One aspect of honor that cuts across many issues is the question of what it takes to fail at being honorable. We can fail to be honorable by not living up to the standards of honorable conduct—this is probably the most natural and familiar way of thinking about it. But there is another way of courting dishonor, which I think is important for how we view negative instances of “honor”. By way of parallel, consider Aristotle’s definition of courage. We can fail to be courageous by being cowardly, or we can fail by being reckless. Those might be described as emotive or will-based failures. But significantly, one can also fail to be courageous in another way, which doesn’t depend on our willingness to act or our passion for doing so. One criterion of bravery (and other virtues) which Aristotle stresses is that it must be done for the sake of what is fine. Additionally, what really is fine is something about which people may be correct or mistaken, such that one might fail to be courageous not by failing to act nor by acting too unthinkingly, but by valuing the wrong things and acting in service of them.

A historical example of this sort of question concerned the 9/11 attackers. Bill Maher was subject to a lot of criticism when he famously rejected the idea that the terrorists were cowards—they stayed on the planes and died for their cause, he argued, so how is it accurate to depict them as cowardly? Even if one accepts that view, however, it is important to remember that ‘not-cowardly’ is not equivalent to ‘courageous’. The actions of the terrorists were vicious for many reasons, and they specifically failed to be courageous because they were done for the sake of wicked ends.
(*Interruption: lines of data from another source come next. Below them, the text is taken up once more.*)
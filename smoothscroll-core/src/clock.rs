//! Monotonic millisecond time source, abstracted so the animation and
//! accelerator math can be driven by a fake clock in tests instead of
//! sleeping in wall-clock time.

use once_cell::sync::Lazy;
use std::time::Instant;

static PROCESS_START: Lazy<Instant> = Lazy::new(Instant::now);

/// A source of monotonic milliseconds.
pub trait Clock: Send + Sync {
    fn now_ms(&self) -> u64;
}

/// The real clock, backed by [`std::time::Instant`].
#[derive(Debug, Default, Clone, Copy)]
pub struct SystemClock;

impl Clock for SystemClock {
    fn now_ms(&self) -> u64 {
        PROCESS_START.elapsed().as_millis() as u64
    }
}
//! Per-axis animation state machine and frame loop.
//!
//! Each axis ([`Axis::Vertical`], [`Axis::Horizontal`]) owns one
//! [`AxisState`] behind a [`parking_lot::Mutex`]. The hook thread enqueues
//! new scroll amounts under that lock; a worker thread, spawned on demand
//! and self-terminating, drains the target down to zero at a fixed frame
//! rate. See spec §4.5 for the frame algorithm this implements verbatim.

use std::sync::atomic::{AtomicBool, Ordering};
use std::sync::Arc;
use std::thread;
use std::time::Duration;

use parking_lot::Mutex;

use crate::clock::Clock;
use crate::easing;
use crate::types::ScrollParameters;

/// Fixed animation frame rate.
pub const FRAME_INTERVAL: Duration = Duration::from_nanos(1_000_000_000 / 240);

/// Below this magnitude of remaining pixels, an animation is considered
/// complete and terminates rather than chasing a sub-pixel target forever.
const TERMINATION_THRESHOLD: f64 = 0.5;

#[derive(Debug, Clone, Copy, PartialEq, Eq, Hash)]
pub enum Axis {
    Vertical,
    Horizontal,
}

/// The parameters captured at the moment an axis's animation (re)started:
/// both the resolved [`ScrollParameters`] and the global easing toggle,
/// since both are frozen for the run the same way.
#[derive(Debug, Clone, Copy)]
pub struct AxisParams {
    pub parameters: ScrollParameters,
    pub easing: bool,
}

/// Receives the integer wheel deltas an axis animation emits.
pub trait Emitter: Send + Sync {
    fn emit(&self, axis: Axis, delta: i32);
}

#[derive(Debug, Clone, Copy)]
pub struct AxisState {
    target: f64,
    current: f64,
    animating: bool,
    start_time: u64,
    params_snapshot: AxisParams,
    remainder: f64,
}

impl AxisState {
    pub fn new() -> Self {
        AxisState {
            target: 0.0,
            current: 0.0,
            animating: false,
            start_time: 0,
            params_snapshot: AxisParams {
                parameters: ScrollParameters::default(),
                easing: true,
            },
            remainder: 0.0,
        }
    }

    pub fn is_animating(&self) -> bool {
        self.animating
    }

    pub fn target(&self) -> f64 {
        self.target
    }

    pub fn current(&self) -> f64 {
        self.current
    }

    fn reset(&mut self) {
        self.target = 0.0;
        self.current = 0.0;
        self.animating = false;
        self.remainder = 0.0;
    }

    /// Enqueues a new logical scroll of signed magnitude `amount`. See spec
    /// §3's `AxisState` lifecycle:
    ///
    /// - A reversal (current outstanding remainder's sign opposes `amount`)
    ///   replaces the target outright rather than summing into it.
    /// - Otherwise the target accumulates, and the animation restarts from
    ///   zero over a fresh duration — the "continuous push" feel.
    ///
    /// Returns whether this enqueue was a reversal: the caller is
    /// responsible for resetting the shared accelerator's velocity back to
    /// `1.0` when it is (spec §3: "the state resets ... velocity ← 1.0"),
    /// since the accelerator lives outside `AxisState`.
    pub fn enqueue(&mut self, amount: f64, params: AxisParams, now_ms: u64) -> bool {
        let remaining = self.target - self.current;
        let is_reversal = remaining != 0.0 && amount != 0.0 && remaining.signum() != amount.signum();

        if is_reversal {
            self.target = amount;
            self.current = 0.0;
            self.remainder = 0.0;
        } else {
            self.target += amount;
            self.current = 0.0;
        }
        self.animating = true;
        self.start_time = now_ms;
        self.params_snapshot = params;
        is_reversal
    }

    /// Runs one frame of the animation loop (spec §4.5 steps 1-10) and
    /// returns the integer deltas to emit this frame (zero, one, or two —
    /// a mid-frame step and a final residue flush can both fire on the
    /// frame that crosses `progress >= 1.0`) plus whether the axis is now
    /// idle.
    fn advance_frame(&mut self, now_ms: u64) -> (Vec<i32>, bool) {
        let remaining = self.target - self.current;
        if remaining.abs() < TERMINATION_THRESHOLD {
            self.reset();
            return (Vec::new(), true);
        }

        let anim_time = if self.params_snapshot.parameters.animation_time <= 0 {
            1.0
        } else {
            self.params_snapshot.parameters.animation_time as f64
        };
        let elapsed_ms = now_ms.saturating_sub(self.start_time) as f64;
        let progress = (elapsed_ms / anim_time).min(1.0);

        let eased = easing::apply(
            progress,
            self.params_snapshot.parameters.tail_head_ratio,
            self.params_snapshot.easing,
        );

        let desired_pos = self.target * eased;
        let delta_float = (desired_pos - self.current) + self.remainder;
        let delta_int = delta_float.trunc();
        self.remainder = delta_float - delta_int;

        let mut emits = Vec::with_capacity(2);
        if delta_int != 0.0 {
            emits.push(delta_int as i32);
            self.current += delta_int;
        }

        if progress >= 1.0 {
            let residue = (self.target - self.current).trunc();
            if residue != 0.0 {
                emits.push(residue as i32);
                self.current += residue;
            }
            self.reset();
            return (emits, true);
        }

        (emits, false)
    }
}

impl Default for AxisState {
    fn default() -> Self {
        Self::new()
    }
}

/// Drives one axis: owns the shared [`AxisState`] and spawns the
/// thread-per-animation worker on demand.
pub struct AxisAnimator {
    axis: Axis,
    state: Arc<Mutex<AxisState>>,
    emitter: Arc<dyn Emitter>,
    clock: Arc<dyn Clock>,
    disabled: Arc<AtomicBool>,
}

impl AxisAnimator {
    pub fn new(
        axis: Axis,
        emitter: Arc<dyn Emitter>,
        clock: Arc<dyn Clock>,
        disabled: Arc<AtomicBool>,
    ) -> Self {
        AxisAnimator {
            axis,
            state: Arc::new(Mutex::new(AxisState::new())),
            emitter,
            clock,
            disabled,
        }
    }

    /// A point-in-time snapshot of this axis's animation state, useful
    /// for status introspection (and for tests, which cannot otherwise
    /// observe the worker thread's progress).
    pub fn state_snapshot(&self) -> AxisState {
        *self.state.lock()
    }

    /// Enqueues `amount` pixels onto this axis, spawning the animation
    /// worker if one isn't already running. Returns whether this enqueue
    /// was a direction reversal (see [`AxisState::enqueue`]).
    pub fn enqueue(&self, amount: f64, params: AxisParams) -> bool {
        let now = self.clock.now_ms();
        let mut guard = self.state.lock();
        let was_animating = guard.is_animating();
        let is_reversal = guard.enqueue(amount, params, now);
        drop(guard);

        if !was_animating {
            self.spawn_worker();
        }

        is_reversal
    }

    fn spawn_worker(&self) {
        let axis = self.axis;
        let state = Arc::clone(&self.state);
        let emitter = Arc::clone(&self.emitter);
        let clock = Arc::clone(&self.clock);
        let disabled = Arc::clone(&self.disabled);

        thread::spawn(move || run_animation_loop(axis, state, emitter, clock, disabled));
    }
}

fn run_animation_loop(
    axis: Axis,
    state: Arc<Mutex<AxisState>>,
    emitter: Arc<dyn Emitter>,
    clock: Arc<dyn Clock>,
    disabled: Arc<AtomicBool>,
) {
    loop {
        if disabled.load(Ordering::Relaxed) {
            state.lock().reset();
            return;
        }

        let now = clock.now_ms();
        let (emits, done) = state.lock().advance_frame(now);

        for delta in emits {
            emitter.emit(axis, delta);
        }

        if done {
            return;
        }

        thread::sleep(FRAME_INTERVAL);
    }
}

#[cfg(test)]
mod tests {
    use super::*;

    fn params() -> AxisParams {
        AxisParams {
            parameters: ScrollParameters {
                step_size: 100,
                animation_time: 400,
                acceleration_delta: 50,
                acceleration_max: 3.0,
                tail_head_ratio: 4.0,
            },
            easing: true,
        }
    }

    #[test]
    fn enqueue_accumulates_same_direction() {
        let mut state = AxisState::new();
        assert!(!state.enqueue(100.0, params(), 0));
        assert_eq!(state.target(), 100.0);
        assert_eq!(state.current(), 0.0);

        // Restarts the animation clock and current, but sums the target.
        assert!(!state.enqueue(100.0, params(), 10));
        assert_eq!(state.target(), 200.0);
        assert_eq!(state.current(), 0.0);
    }

    #[test]
    fn reversal_replaces_target_and_zeroes_current() {
        let mut state = AxisState::new();
        state.enqueue(120.0, params(), 0);
        // Simulate partial progress toward the target.
        let (_emits, _done) = state.advance_frame(100);
        assert!(state.current() != 0.0 || state.target() != 0.0);

        assert!(state.enqueue(-90.0, params(), 150));
        assert_eq!(state.target(), -90.0);
        assert_eq!(state.current(), 0.0);
    }

    #[test]
    fn zero_opposite_remaining_is_not_a_reversal() {
        // If current has already caught up to target (remaining == 0),
        // a new amount of either sign is just a fresh accumulation, not a
        // reversal (reversal requires a nonzero outstanding remainder).
        let mut state = AxisState::new();
        assert!(!state.enqueue(-50.0, params(), 1000));
        assert_eq!(state.target(), -50.0);
    }

    #[test]
    fn full_animation_conserves_total_emitted_delta() {
        let mut state = AxisState::new();
        state.enqueue(100.0, params(), 0);

        let mut total = 0i64;
        let mut t = 0u64;
        loop {
            let (emits, done) = state.advance_frame(t);
            total += emits.iter().map(|&d| d as i64).sum::<i64>();
            if done {
                break;
            }
            t += 4; // ~1/240s in integer ms, good enough to terminate
            assert!(t < 10_000, "animation never terminated");
        }

        assert_eq!(total, 100);
    }

    #[test]
    fn animation_time_guarded_against_non_positive() {
        let mut state = AxisState::new();
        let mut p = params();
        p.parameters.animation_time = 0;
        state.enqueue(10.0, p, 0);

        // With animation_time treated as 1ms, progress is already >= 1.0
        // on the very next frame a millisecond later.
        let (_emits, done) = state.advance_frame(1);
        assert!(done);
    }
}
Similarly, it is important for us to remember that it is possible to be dishonorable not only through inaction or lack of care, but by having a perverted sense of what honor requires in the first place. It seems to me that in cases such as so-called “honor killings”, or the kind of entitlement and perceived disrespect that seems to have motivated Elliot Rodger’s recent rampage in California, this is the operative issue—a twisted sense of what is valuable, what is owed, what is worth living, dying, or killing for. For those of us who, like myself, conceive of honor in general as a positive framework which can provide grounds and motivation for genuine virtue, this is an important distinction.